Early stage disease is associated with a relatively favourable outcome, for which single modality therapy is recommended, the choice depending on tumour location and accessibility. For instance unilateral tonsil or tongue base tumours will generally be treated with transoral resection and selective ipsilateral neck dissection. On the other hand, a large midline tongue lesion would require bilateral neck dissection, but in the absence of what are considered adverse pathology (positive margins, extracapsular extension) will likely be treated by surgery alone or radiation including ipsilateral or bilateral neck radiation fields, with surgery for those instances where the likelihood of adjuvant therapy is low.

But many HPV+OPC present with involvement of the lymph nodes in the neck, and hence a higher stage of disease, generally referred to as locally advanced disease. This group is mostly treated with multimodality therapy, with the exception of one of the more favourable subgroups with small primary tumours and lymph node involvement confined to a single node no larger than 3 cm in size, which as noted are considered early stage disease. The three main options for locally advanced but operable disease are resection, neck dissection and adjuvant therapy; chemoradiation (with possible salvage surgery); induction chemotherapy followed by radiation or chemoradiation. However the last option has not been supported in clinical trials that tested it. The primary consideration of surgery for locally advanced disease is to obtain adequate negative margins and spare the patient postoperative chemoradiation. But this must be balanced against the morbidity and functional loss from extensive resection, particularly where the tongue base is involved. To avoid such morbidity, primary chemoradiation is preferred. The management of disease within the cervical lymph nodes has to be taken into account in treating locally advanced disease. Guidelines for all OPC dictate that ectracapsular extension be given postoperative chemoradiation. Where gross neck disease is evident initially primary chemoradiation is usually given.

Patient preferences 
Current guidelines are based on data for OPC as a whole, so that patients are generally being treated regardless of HPV status, yet many clinicians and researchers are considering deintensification. It is likely that treatment of this condition will continue to evolve in the direction of deintensification, in order to minimize loss of function but maintain disease control. In the absence of specific clinical trials and guidelines, patient preferences need to be taken into consideration to minimise short- and long-term toxicity and functional loss and optimize quality of life, given the prolonged survival frequently seen. This may involve exploring patients' values regarding trade-offs of disease control against adverse effects of treatment. Patients who have received CRT as primary treatment for OPC place a high value on survival, and although agreeing that deintensification is desirable, were reluctant to trade off much survival advantage for lower toxicity, though would be more likely to forgo chemotherapy than accept reduced radiation.

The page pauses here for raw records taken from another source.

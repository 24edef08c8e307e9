//! Source module discovery.

use std::path::{Path, PathBuf};
use tracing::{info, warn};
use walkdir::WalkDir;

use crate::config::DiscoveryConfig;
use crate::error::DiscoveryError;

/// Recursively list the modules under `root`.
///
/// Files qualify when their name ends in `.{extension}` and is not one of the
/// excluded names. Results are absolute and ordered by a name-sorted walk, so
/// repeated runs see modules in the same order. An empty result is logged as
/// a warning and returned as `Ok`.
pub fn discover_modules(
    root: &Path,
    config: &DiscoveryConfig,
) -> Result<Vec<PathBuf>, DiscoveryError> {
    if !root.is_dir() {
        return Err(DiscoveryError::SourceRootMissing(root.to_path_buf()));
    }

    let root = root.canonicalize().map_err(|e| DiscoveryError::Walk {
        path: root.to_path_buf(),
        reason: e.to_string(),
    })?;

    let suffix = format!(".{}", config.extension);
    let mut modules = Vec::new();

    for entry in WalkDir::new(&root).sort_by_file_name() {
        let entry = match entry {
            Ok(entry) => entry,
            Err(e) => {
                warn!(error = %e, "Skipping unreadable entry during discovery");
                continue;
            }
        };
        if !entry.file_type().is_file() {
            continue;
        }
        let name = entry.file_name().to_string_lossy();
        if name.ends_with(&suffix) && !config.excluded_names.iter().any(|n| n.as_str() == name.as_ref()) {
            modules.push(entry.into_path());
        }
    }

    if modules.is_empty() {
        warn!(root = %root.display(), "No source modules found");
    } else {
        info!(count = modules.len(), "Discovered source modules:");
        for module in &modules {
            info!(" - {}", module.display());
        }
    }

    Ok(modules)
}

#[cfg(test)]
mod tests {
    use super::*;
    use std::fs;
    use tempfile::tempdir;

    fn touch(path: &Path) {
        if let Some(parent) = path.parent() {
            fs::create_dir_all(parent).unwrap();
        }
        fs::write(path, "x = 1\n").unwrap();
    }

    #[test]
    fn test_missing_root_is_fatal() {
        let dir = tempdir().unwrap();
        let err = discover_modules(&dir.path().join("src"), &DiscoveryConfig::default())
            .unwrap_err();
        assert!(matches!(err, DiscoveryError::SourceRootMissing(_)));
    }

    #[test]
    fn test_empty_root_returns_empty() {
        let dir = tempdir().unwrap();
        let modules = discover_modules(dir.path(), &DiscoveryConfig::default()).unwrap();
        assert!(modules.is_empty());
    }

    #[test]
    fn test_excludes_initializers_and_other_extensions() {
        let dir = tempdir().unwrap();
        let root = dir.path();
        touch(&root.join("__init__.py"));
        touch(&root.join("alpha.py"));
        touch(&root.join("notes.txt"));
        touch(&root.join("pkg/__init__.py"));
        touch(&root.join("pkg/beta.py"));
        touch(&root.join("pkg/deep/gamma.py"));
        touch(&root.join("script.pyc"));

        let modules = discover_modules(root, &DiscoveryConfig::default()).unwrap();
        let names: Vec<String> = modules
            .iter()
            .map(|p| p.file_name().unwrap().to_string_lossy().into_owned())
            .collect();

        assert_eq!(names.len(), 3);
        assert!(names.contains(&"alpha.py".to_string()));
        assert!(names.contains(&"beta.py".to_string()));
        assert!(names.contains(&"gamma.py".to_string()));
        assert!(modules.iter().all(|p| p.is_absolute()));
    }

    #[test]
    fn test_order_is_deterministic() {
        let dir = tempdir().unwrap();
        let root = dir.path();
        touch(&root.join("zeta.py"));
        touch(&root.join("alpha.py"));
        touch(&root.join("mid.py"));

        let first = discover_modules(root, &DiscoveryConfig::default()).unwrap();
        let second = discover_modules(root, &DiscoveryConfig::default()).unwrap();
        assert_eq!(first, second);

        let names: Vec<_> = first
            .iter()
            .map(|p| p.file_name().unwrap().to_string_lossy().into_owned())
            .collect();
        assert_eq!(names, vec!["alpha.py", "mid.py", "zeta.py"]);
    }

    #[test]
    fn test_file_as_root_is_missing() {
        let dir = tempdir().unwrap();
        let file = dir.path().join("main.py");
        touch(&file);
        assert!(matches!(
            discover_modules(&file, &DiscoveryConfig::default()),
            Err(DiscoveryError::SourceRootMissing(_))
        ));
    }
}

Carcinoma of unknown primary 
In some situations HPV+OPC may present with cervical lymph nodes but no evident disease of a primary tumour (T0 N1-3) and is therefore classed as Squamous Cell Carcinoma of Unknown Primary Origin.  The occurs in 2-4% of patients presenting with metastatic cancer in the cervical nodes. The incidence of HPV positivity is increasing at a similar rate to that seen in OPC. In such situations, resection of the lingual and palatine tonsils together with neck dissection may be diagnostic and constitute sufficient intervention, since recurrence rates are low.

Prognosis
The presence of HPV within the tumour has been realised to be an important factor for predicting survival since the 1990s.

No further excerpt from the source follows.